Langkah Alfamart ini sebenarnya menjadi cermin dari realitas bisnis ritel saat ini. Meningkatkan efisiensi tanpa mengorbankan kepuasan investor adalah sebuah seni yang rumit. Apalagi ketika biaya sewa, UMP, dan ekspektasi pasar terus naik dari tahun ke tahun.
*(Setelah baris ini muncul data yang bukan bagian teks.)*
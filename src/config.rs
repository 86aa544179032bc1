//! Client configuration loaded from the environment.
//!
//! SYSTEM CONTEXT
//! ==============
//! The binary loads `.env` first, then builds a [`ClientConfig`] from
//! `EXAM_ADMIN_*` variables; CLI flags override individual fields.

#[cfg(test)]
#[path = "config_test.rs"]
mod config_test;

use std::path::PathBuf;
use std::time::Duration;

const DEFAULT_APP_URL: &str = "http://127.0.0.1:5000";
const DEFAULT_TIMEOUT_SECS: u64 = 30;
const STATE_DIR_NAME: &str = ".exam-admin";

#[derive(Debug, thiserror::Error)]
pub enum ConfigError {
    #[error("app URL must start with http:// or https://: {0}")]
    InvalidAppUrl(String),
}

/// Connection and storage settings for one admin client.
#[derive(Debug, Clone)]
pub struct ClientConfig {
    /// Backend origin, without the `/api` suffix.
    pub app_url: String,
    /// Directory holding the persisted credential record.
    pub state_dir: PathBuf,
    /// Per-request timeout.
    pub request_timeout: Duration,
}

impl ClientConfig {
    /// Build a config for `app_url` with default storage and timeout.
    ///
    /// # Errors
    ///
    /// Returns [`ConfigError::InvalidAppUrl`] if the URL has no http(s) scheme.
    pub fn new(app_url: impl Into<String>) -> Result<Self, ConfigError> {
        let app_url = normalize_app_url(&app_url.into())?;
        Ok(Self {
            app_url,
            state_dir: default_state_dir(),
            request_timeout: Duration::from_secs(DEFAULT_TIMEOUT_SECS),
        })
    }

    /// Load from `EXAM_ADMIN_APP_URL`, `EXAM_ADMIN_STATE_DIR` and
    /// `EXAM_ADMIN_TIMEOUT_SECS`, falling back to defaults.
    ///
    /// # Errors
    ///
    /// Returns [`ConfigError::InvalidAppUrl`] if `EXAM_ADMIN_APP_URL` is malformed.
    pub fn from_env() -> Result<Self, ConfigError> {
        let app_url = std::env::var("EXAM_ADMIN_APP_URL").unwrap_or_else(|_| DEFAULT_APP_URL.to_owned());
        let mut config = Self::new(app_url)?;
        if let Ok(dir) = std::env::var("EXAM_ADMIN_STATE_DIR") {
            config.state_dir = PathBuf::from(dir);
        }
        config.request_timeout = Duration::from_secs(env_parse("EXAM_ADMIN_TIMEOUT_SECS", DEFAULT_TIMEOUT_SECS));
        Ok(config)
    }

    /// REST base URL: every endpoint path is appended to this.
    #[must_use]
    pub fn api_base_url(&self) -> String {
        format!("{}/api", self.app_url)
    }
}

fn normalize_app_url(raw: &str) -> Result<String, ConfigError> {
    let trimmed = raw.trim().trim_end_matches('/');
    if !(trimmed.starts_with("http://") || trimmed.starts_with("https://")) {
        return Err(ConfigError::InvalidAppUrl(raw.to_owned()));
    }
    Ok(trimmed.to_owned())
}

fn default_state_dir() -> PathBuf {
    std::env::var("HOME")
        .map(|home| PathBuf::from(home).join(STATE_DIR_NAME))
        .unwrap_or_else(|_| PathBuf::from(STATE_DIR_NAME))
}

pub(crate) fn env_parse<T>(key: &str, default: T) -> T
where
    T: std::str::FromStr + Copy,
{
    std::env::var(key)
        .ok()
        .and_then(|v| v.trim().parse::<T>().ok())
        .unwrap_or(default)
}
Keputusan menutup ratusan gerai diiringi dengan pembagian dividen besar bisa dipahami sebagai strategi menyeimbangkan antara optimalisasi operasional dan komitmen terhadap pemegang saham.Â
Selama penjualan masih tumbuh dan jaringan yang tersisa mampu menyokong laba, langkah ini bukan sekadar bertahan, melainkan mengatur ulang peta tempur untuk pertarungan jangka panjang.
Penutup: Saat Menutup adalah Cara Membuka Peluang
Apa yang dilakukan AMRT adalah pengingat bahwa bertahan bukan berarti stagnan, dan tumbuh tidak selalu berarti memperbanyak jumlah gerai. Dalam era penuh disrupsi ini, yang paling siap beradaptasi, ialah yang bertahan lama.
Dengan menutup gerai yang dianggap tidak lagi efisien dan terus mengalirkan dividen kepada investor, Alfamart mencoba menjalani prinsip "mengecilkan tubuh untuk melompat lebih tinggi."
Kini, tinggal kita menunggu: apakah lompatan itu akan benar-benar membawa mereka lebih jauh? Atau justru hanya menjadi langkah mundur yang terlalu mahal?
Penulis: Merza Gamal (Advisor & Konsultan Transformasi Corporate Culture)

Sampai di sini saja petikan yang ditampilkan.